March 21, 2012 at 7:09 pm
Hi,
We are on a licensing model where we pay every year for what we have installed. There is going to be some company restructure after which we won't have access to the pricing of the larger company for your licenses. We are running SQL 2008 R2 at the moment.
Microsoft licensing datasheet says: "EA/EAP customers will have until their next EA/EAP renewal after 6/30/2012 to purchase additional server licenses for EE to complete currently planned projects. After that, all new EE licenses must be purchased per core"
It would be ideal if we could purchase SQL 2012 licenses outright now, while we have access to the pricing of the larger company, instead of using every year license model, continue using SQL 2008 R2 and upgrade to 2012 when we think we need to.
My understanding is that by buying the licenses outright you pay less than 2 years of the amount we pay now, under our current licensing model.
Is this approach still possible in these circumstances?
Thanks.
March 21, 2012 at 8:36 pm
Hey
My response is going to be a complete cop-out in terms of what you want around licensing advice....
....but....
.... speak to your licensing agent and see what you can negotiate on the costs....I'd say you'll be surprised as to what Microsoft will agree to. The printed retail rates aren't always applied 🙂 They're a starting point.
Too many people take half baked wrong advice on forums around licensing - and it can cost you....
...your job....
...your money...
...your career.
Licensing is owned, managed, determined, etc by Microsoft. Don't try and cut corners using wonky licensing strategies that are based on hear-say.
Chat to MS licensing agent and I'll bet they'll help you out 🙂
Good luck!
Michael
March 21, 2012 at 8:55 pm
eforta.it (3/21/2012)
HeyMy response is going to be a complete cop-out in terms of what you want around licensing advice....
....but....
.... speak to your licensing agent and see what you can negotiate on the costs....I'd say you'll be surprised as to what Microsoft will agree to. The printed retail rates aren't always applied 🙂 They're a starting point.
Too many people take half baked wrong advice on forums around licensing - and it can cost you....
...your job....
...your money...
...your career.
Licensing is owned, managed, determined, etc by Microsoft. Don't try and cut corners using wonky licensing strategies that are based on hear-say.

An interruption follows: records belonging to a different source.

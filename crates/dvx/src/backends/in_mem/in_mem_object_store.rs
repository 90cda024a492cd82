//! 📦 A bucket made of a `BTreeMap`. Listing is sorted, because BTreeMap said so.

use std::collections::BTreeMap;
use std::sync::Arc;

use anyhow::{Context, Result, bail};
use async_trait::async_trait;
use tokio::sync::Mutex;

use crate::backends::ObjectStore;

/// 🧾 One stored object, plus whether the caller asked for encryption at rest.
#[derive(Debug, Clone, PartialEq, Eq)]
pub(crate) struct StoredObject {
    pub body: Vec<u8>,
    pub encrypted: bool,
}

#[derive(Debug, Default)]
struct Buckets {
    objects: BTreeMap<(String, String), StoredObject>,
    /// 💣 how many of the next PUTs should blow up
    failing_puts: u32,
    put_attempts: u32,
}

#[derive(Debug, Default, Clone)]
pub(crate) struct InMemoryObjectStore {
    inner: Arc<Mutex<Buckets>>,
}

impl InMemoryObjectStore {
    pub(crate) fn new() -> Self {
        Self::default()
    }

    /// 💣 The next `count` PUTs fail with a transient-looking error.
    pub(crate) async fn fail_next_puts(&self, count: u32) {
        self.inner.lock().await.failing_puts = count;
    }

    /// 🪄 Seed an object without going through `put_object`.
    pub(crate) async fn insert(&self, bucket: &str, key: &str, body: impl Into<Vec<u8>>) {
        self.inner.lock().await.objects.insert(
            (bucket.to_string(), key.to_string()),
            StoredObject {
                body: body.into(),
                encrypted: false,
            },
        );
    }

    pub(crate) async fn object(&self, bucket: &str, key: &str) -> Option<StoredObject> {
        self.inner
            .lock()
            .await
            .objects
            .get(&(bucket.to_string(), key.to_string()))
            .cloned()
    }

    /// 📋 Every key in `bucket`, sorted.
    pub(crate) async fn keys(&self, bucket: &str) -> Vec<String> {
        self.inner
            .lock()
            .await
            .objects
            .keys()
            .filter(|(the_bucket, _)| the_bucket == bucket)
            .map(|(_, key)| key.clone())
            .collect()
    }

    pub(crate) async fn put_attempts(&self) -> u32 {
        self.inner.lock().await.put_attempts
    }
}

#[async_trait]
impl ObjectStore for InMemoryObjectStore {
    async fn put_object(&self, bucket: &str, key: &str, body: Vec<u8>, encrypt: bool) -> Result<()> {
        let mut the_buckets = self.inner.lock().await;
        the_buckets.put_attempts += 1;
        if the_buckets.failing_puts > 0 {
            the_buckets.failing_puts -= 1;
            bail!("💀 simulated PUT failure for {}/{}: SlowDown", bucket, key);
        }
        the_buckets.objects.insert(
            (bucket.to_string(), key.to_string()),
            StoredObject {
                body,
                encrypted: encrypt,
            },
        );
        Ok(())
    }

    async fn list_keys(&self, bucket: &str, prefix: &str) -> Result<Vec<String>> {
        Ok(self
            .keys(bucket)
            .await
            .into_iter()
            .filter(|key| key.starts_with(prefix))
            .collect())
    }

    async fn get_object(&self, bucket: &str, key: &str) -> Result<Vec<u8>> {
        self.object(bucket, key)
            .await
            .map(|stored| stored.body)
            .with_context(|| format!("💀 NoSuchKey: {}/{}", bucket, key))
    }
}

#[cfg(test)]
mod tests {
    use super::*;

    #[tokio::test]
    async fn the_one_where_listing_respects_bucket_and_prefix() -> Result<()> {
        let the_store = InMemoryObjectStore::new();
        the_store.put_object("b", "bronze/crypto/a.csv", b"1".to_vec(), true).await?;
        the_store.put_object("b", "silver/crypto/a.csv", b"2".to_vec(), false).await?;
        the_store.put_object("s", "bronze/crypto/z.csv", b"3".to_vec(), false).await?;

        assert_eq!(the_store.list_keys("b", "bronze/crypto/").await?, vec!["bronze/crypto/a.csv"]);
        assert_eq!(the_store.get_object("b", "silver/crypto/a.csv").await?, b"2".to_vec());
        assert!(the_store.object("b", "bronze/crypto/a.csv").await.map(|o| o.encrypted).unwrap_or(false));
        assert!(the_store.get_object("b", "nope").await.is_err());
        Ok(())
    }

    #[tokio::test]
    async fn the_one_where_scheduled_failures_run_out() -> Result<()> {
        let the_store = InMemoryObjectStore::new();
        the_store.fail_next_puts(1).await;
        assert!(the_store.put_object("b", "k", vec![], false).await.is_err());
        the_store.put_object("b", "k", vec![], false).await?;
        assert_eq!(the_store.put_attempts().await, 2);
        Ok(())
    }
}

Chat to MS licensing agent and I'll bet they'll help you out 🙂
Good luck!
Michael
Hi Michael,
I will check any information with the agent, but it would be good if you or someone else could tell if there are issues with this idea right in the begining, so I could prepare to the conversation with the agent.
Thanks.
March 22, 2012 at 9:10 am
as long as you continue to license the 2008 r2 you continue to use until you upgrade i don't see a problem. also check if there is a time limit to install the 2012 licenses. but any thing i do would be in writing from the MS rep. always CYA.
For performance Issues see how we like them posted here: How to Post Performance Problems - Gail Shaw[/url]

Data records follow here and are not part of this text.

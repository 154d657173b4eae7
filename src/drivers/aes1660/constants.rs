//! Command tables and wire constants for the AES1660 family.

use crate::frames::FrameFormat;
use crate::usb::UsbId;

pub const FRAME_WIDTH: usize = 128;
pub const FRAME_HEIGHT: usize = 8;
/// Packed 4-bit pixel block carried by one strip frame.
pub const STRIP_SIZE: usize = FRAME_WIDTH * FRAME_HEIGHT / 2;
/// Offset of the pixel data from the strip frame magic byte.
pub const STRIP_OFFSET: usize = 41;

/// Hard cap on frames per capture; bounds a swipe that never ends.
pub const MAX_FRAMES: usize = 400;
/// Minimum LUT-weighted brightness for "finger still on the sensor".
pub const SUM_THRESHOLD: u32 = 50;
/// Bulk read size for the strip stream.
pub const STRIP_READ_LEN: usize = 8192;

// Response opcodes.
pub const ID_MAGIC: u8 = 0x07;
pub const CALIBRATE_MAGIC: u8 = 0x06;
pub const INIT_ACK_MAGIC: u8 = 0x42;
pub const FD_MAGIC: u8 = 0x01;
pub const STRIP_MAGIC: u8 = 0x49;
pub const HEARTBEAT_MAGIC: u8 = 0xdb;
/// Init status reported once the device is fully programmed.
pub const INIT_DONE_STATUS: u8 = 0x23;

// Response sizes, header included.
pub const ID_RESPONSE_LEN: usize = 8;
pub const CALIBRATE_RESPONSE_LEN: usize = 4;
pub const INIT_ACK_LEN: usize = 4;
pub const FD_RESPONSE_LEN: usize = 4;

pub const FRAME_FORMAT: FrameFormat = FrameFormat {
    strip_magic: STRIP_MAGIC,
    heartbeat_magic: HEARTBEAT_MAGIC,
    len_big_endian: false,
};

/// Contrast stretch applied to raw samples while accumulating brightness.
/// Experimental values.
pub const COLOR_LUT: [u8; 16] = [
    0x0, 0x1, 0x5, 0x9, 0xc, 0xe, 0xf, 0xf, 0xf, 0xf, 0xf, 0xf, 0xf, 0xf, 0xf, 0xf,
];

// Host commands, framed like the responses: opcode, length, payload.
pub const SET_IDLE_CMD: &[u8] = &[0x0d, 0x00, 0x00];
pub const READ_ID_CMD: &[u8] = &[0x07, 0x00, 0x00];
pub const CALIBRATE_CMD: &[u8] = &[0x06, 0x00, 0x00];
pub const LED_BLINK_CMD: &[u8] = &[0x0b, 0x02, 0x00, 0x02, 0x01];
pub const LED_SOLID_CMD: &[u8] = &[0x0b, 0x02, 0x00, 0x01, 0x01];
pub const FINGER_DET_CMD: &[u8] = &[0x40, 0x01, 0x00, 0x01];
pub const CAPTURE_CMD: &[u8] = &[0x49, 0x01, 0x00, 0x01];

/// First register programming pass, run before calibration.
pub const INIT_SEQ_1: &[&[u8]] = &[
    &[0x42, 0x02, 0x00, 0x80, 0x01], // master reset
    &[0x42, 0x02, 0x00, 0x95, 0x18],
    &[0x42, 0x02, 0x00, 0xad, 0x00],
    &[0x42, 0x02, 0x00, 0xbd, 0x00],
    &[0x42, 0x02, 0x00, 0xbe, 0x00],
    &[0x42, 0x02, 0x00, 0xcf, 0x01],
];

/// Second pass, run after calibration settles the analog front end.
pub const INIT_SEQ_2: &[&[u8]] = &[
    &[0x42, 0x02, 0x00, 0x80, 0x12],
    &[0x42, 0x02, 0x00, 0x85, 0x3d],
    &[0x42, 0x02, 0x00, 0x8f, 0x07],
    &[0x42, 0x02, 0x00, 0xa8, 0x41],
    &[0x42, 0x02, 0x00, 0x81, 0x01],
];

pub const INIT_SEQS: [&[&[u8]]; 2] = [INIT_SEQ_1, INIT_SEQ_2];

pub const ID_TABLE: &[UsbId] = &[
    UsbId { vendor: 0x08ff, product: 0x1660 },
    UsbId { vendor: 0x08ff, product: 0x1680 },
    UsbId { vendor: 0x08ff, product: 0x1681 },
    UsbId { vendor: 0x08ff, product: 0x1682 },
    UsbId { vendor: 0x08ff, product: 0x1683 },
    UsbId { vendor: 0x08ff, product: 0x1684 },
    UsbId { vendor: 0x08ff, product: 0x1685 },
    UsbId { vendor: 0x08ff, product: 0x1686 },
    UsbId { vendor: 0x08ff, product: 0x1687 },
    UsbId { vendor: 0x08ff, product: 0x1688 },
    UsbId { vendor: 0x08ff, product: 0x1689 },
    UsbId { vendor: 0x08ff, product: 0x168a },
    UsbId { vendor: 0x08ff, product: 0x168b },
    UsbId { vendor: 0x08ff, product: 0x168c },
    UsbId { vendor: 0x08ff, product: 0x168d },
    UsbId { vendor: 0x08ff, product: 0x168e },
    UsbId { vendor: 0x08ff, product: 0x168f },
];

Need to Split some strings? Jeff Moden's DelimitedSplit8K[/url]
Jeff Moden's Cross tab and Pivots Part 1[/url]
Jeff Moden's Cross tab and Pivots Part 2[/url]
March 22, 2012 at 7:52 pm
Me again 🙂
I don't think you can buy 2012 licence and run 2008 R2 instead...
I'd ask the MS rep if you could - particularly if you have access to the better pricing.

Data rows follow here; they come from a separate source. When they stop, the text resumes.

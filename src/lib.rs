//! Image-capture drivers for AuthenTec swipe-style USB fingerprint sensors.
//!
//! Each opened sensor gets a session worker that serialises every piece of
//! driver work onto one thread; device phases (activate, finger detection,
//! capture, deactivate) run as sequential state machines on that worker and
//! report back through the session's [`ImageSink`]. Strip frames captured
//! from a swipe are reassembled into a single image of per-swipe height by
//! the [`assemble`] engine.

pub mod assemble;
pub mod drivers;
pub mod frames;
pub mod image;
pub mod ssm;
pub mod testing;
pub mod usb;

pub use drivers::{ActivateMode, Aes1660Driver, Aes2550Driver, DriverInfo, ImageSink, ScanKind};
pub use image::{Image, ImageFlags};
pub use ssm::SsmError;
pub use usb::{LibusbTransport, Transport, TransferError, UsbId};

As a story shared - our rep is currently looking at doing some kind of Datacenter EE licence deal, as all of our environment is VM Ware infrastructure.... This is licencing all physical CPUs (at the core level though) for all of our hosts.
That way we can run as many SQL Server VMs as we like (and not per OSE).
Cheers
Michael
March 22, 2012 at 8:20 pm
eforta.it (3/22/2012)
Me again 🙂I don't think you can buy 2012 licence and run 2008 R2 instead...
i would agree. if you buy 2012 but do not install make sure you continue to license your 2008 R2 instances.
For performance Issues see how we like them posted here: How to Post Performance Problems - Gail Shaw[/url]
Need to Split some strings? Jeff Moden's DelimitedSplit8K[/url]
Jeff Moden's Cross tab and Pivots Part 1[/url]
Jeff Moden's Cross tab and Pivots Part 2[/url]
March 22, 2012 at 10:00 pm
Others have said it, I will say it again:
Check with Microsoft. You are licensing their software, so get the information form the horses mouth (I won't finish this sentence with what a referee instructor once told her class).